EXTRACTED MATERIAL:
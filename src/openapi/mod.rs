//! OpenAPI/Swagger spec loading

pub mod document;
pub mod loader;
pub mod resolver;

pub use document::{MediaType, Operation, PathItem, ResponseSpec, SpecDocument, SpecVersion};
pub use loader::{document_from_value, load_spec};
pub use resolver::{dereference, Resolver};
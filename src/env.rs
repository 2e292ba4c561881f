//! .env file loading and variable expansion
//!
//! Credentials and endpoints can come from a `.env` file in the working
//! directory. Config files may reference variables as `{{VAR}}` or
//! `{{VAR:-default}}`.

use std::collections::HashMap;
use std::fs;
use std::path::Path;

use once_cell::sync::Lazy;
use regex::Regex;

use crate::errors::{Result, SpecmockError};

static EXPAND_VAR_RE: Lazy<Regex> = Lazy::new(|| {
    Regex::new(r"\{\{([A-Za-z_][A-Za-z0-9_]*)(?::-([^}]*))?\}\}").expect("Invalid expand regex")
});

/// Environment variable store
#[derive(Debug, Clone, Default)]
pub struct EnvVars {
    vars: HashMap<String, String>,
}

impl EnvVars {
    pub fn new() -> Self {
        Self::default()
    }

    /// `.env` from the working directory (if present) overlaid with the
    /// process environment, which takes precedence
    pub fn load() -> Self {
        let mut vars = Self::try_load_default();
        vars.merge_with_system();
        vars
    }

    /// Load from a .env file
    pub fn load_file(path: &Path) -> Result<Self> {
        let content = fs::read_to_string(path)
            .map_err(|e| SpecmockError::Config(format!("Failed to read .env file: {}", e)))?;

        Self::parse(&content)
    }

    /// Try to load .env from current directory (returns empty if not found)
    pub fn try_load_default() -> Self {
        let env_path = Path::new(".env");
        match Self::load_file(env_path) {
            Ok(vars) => vars,
            Err(e) => {
                if env_path.exists() {
                    tracing::warn!(error = %e, "Ignoring unreadable .env file");
                }
                Self::new()
            }
        }
    }

    /// Parse .env file content
    pub fn parse(content: &str) -> Result<Self> {
        let mut vars = HashMap::new();

        for (line_num, line) in content.lines().enumerate() {
            let line = line.trim();

            if line.is_empty() || line.starts_with('#') {
                continue;
            }

            let line = line.strip_prefix("export ").unwrap_or(line);

            if let Some((key, value)) = parse_env_line(line) {
                vars.insert(key, value);
            } else {
                return Err(SpecmockError::Config(format!(
                    "Invalid .env syntax at line {}: {}",
                    line_num + 1,
                    line
                )));
            }
        }

        Ok(Self { vars })
    }

    /// Merge with system environment (system takes precedence over file)
    pub fn merge_with_system(&mut self) {
        for (key, value) in std::env::vars() {
            self.vars.insert(key, value);
        }
    }

    pub fn get(&self, key: &str) -> Option<&str> {
        self.vars.get(key).map(|s| s.as_str())
    }

    /// First non-empty value among `keys`
    pub fn first_of(&self, keys: &[&str]) -> Option<String> {
        keys.iter()
            .filter_map(|key| self.get(key))
            .find(|value| !value.is_empty())
            .map(str::to_string)
    }

    pub fn set(&mut self, key: String, value: String) {
        self.vars.insert(key, value);
    }

    /// Expand {{variable}} syntax in a string
    pub fn expand(&self, input: &str) -> Result<String> {
        let mut missing: Vec<String> = Vec::new();

        let expanded = EXPAND_VAR_RE.replace_all(input, |cap: &regex::Captures<'_>| {
            let name = &cap[1];
            match (self.get(name), cap.get(2)) {
                (Some(value), _) => value.to_string(),
                (None, Some(default)) => default.as_str().to_string(),
                (None, None) => {
                    missing.push(name.to_string());
                    cap[0].to_string()
                }
            }
        });

        if !missing.is_empty() {
            return Err(SpecmockError::Config(format!(
                "Undefined environment variables: {}",
                missing.join(", ")
            )));
        }

        Ok(expanded.into_owned())
    }
}

/// Parse a single .env line into key-value pair
fn parse_env_line(line: &str) -> Option<(String, String)> {
    let (key, value_part) = line.split_once('=')?;
    let key = key.trim();

    if key.is_empty() {
        return None;
    }

    let value_part = value_part.trim();

    let value = if value_part.len() >= 2 && value_part.starts_with('"') && value_part.ends_with('"') {
        unescape_double_quoted(&value_part[1..value_part.len() - 1])
    } else if value_part.len() >= 2 && value_part.starts_with('\'') && value_part.ends_with('\'') {
        value_part[1..value_part.len() - 1].to_string()
    } else {
        // Unquoted: stop at # (comment)
        match value_part.find(" #") {
            Some(comment_pos) => value_part[..comment_pos].trim().to_string(),
            None => value_part.to_string(),
        }
    };

    Some((key.to_string(), value))
}

fn unescape_double_quoted(s: &str) -> String {
    let mut result = String::with_capacity(s.len());
    let mut chars = s.chars();

    while let Some(c) = chars.next() {
        if c != '\\' {
            result.push(c);
            continue;
        }
        match chars.next() {
            Some('n') => result.push('\n'),
            Some('t') => result.push('\t'),
            Some('r') => result.push('\r'),
            Some('\\') => result.push('\\'),
            Some('"') => result.push('"'),
            Some(other) => {
                result.push('\\');
                result.push(other);
            }
            None => result.push('\\'),
        }
    }

    result
}
//! Tracing subscriber setup

use tracing_subscriber::layer::SubscriberExt;
use tracing_subscriber::util::SubscriberInitExt;
use tracing_subscriber::{fmt, EnvFilter};

use crate::cli::args::LogFormat;
use crate::errors::{Result, SpecmockError};

/// Install the global subscriber.
///
/// `RUST_LOG` wins over `default_level` when set. Logs go to stderr so
/// `--print-schema` output stays clean on stdout.
pub fn init(format: LogFormat, default_level: &str) -> Result<()> {
    let filter = EnvFilter::try_from_default_env().unwrap_or_else(|_| EnvFilter::new(default_level));

    let installed = match format {
        LogFormat::Json => tracing_subscriber::registry()
            .with(filter)
            .with(fmt::layer().json().with_writer(std::io::stderr))
            .try_init(),
        LogFormat::Text => tracing_subscriber::registry()
            .with(filter)
            .with(fmt::layer().with_target(false).with_writer(std::io::stderr))
            .try_init(),
    };

    installed.map_err(|e| SpecmockError::Config(format!("Failed to install logger: {}", e)))
}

WHAT THE TASK ASKS: In the material above, transcribe exactly the lines beginning at the one with "Parse .env file content" and ending at the one with "let line = line.trim();", both included.

ANSWER:
    /// Parse .env file content
    pub fn parse(content: &str) -> Result<Self> {
        let mut vars = HashMap::new();

        for (line_num, line) in content.lines().enumerate() {
            let line = line.trim();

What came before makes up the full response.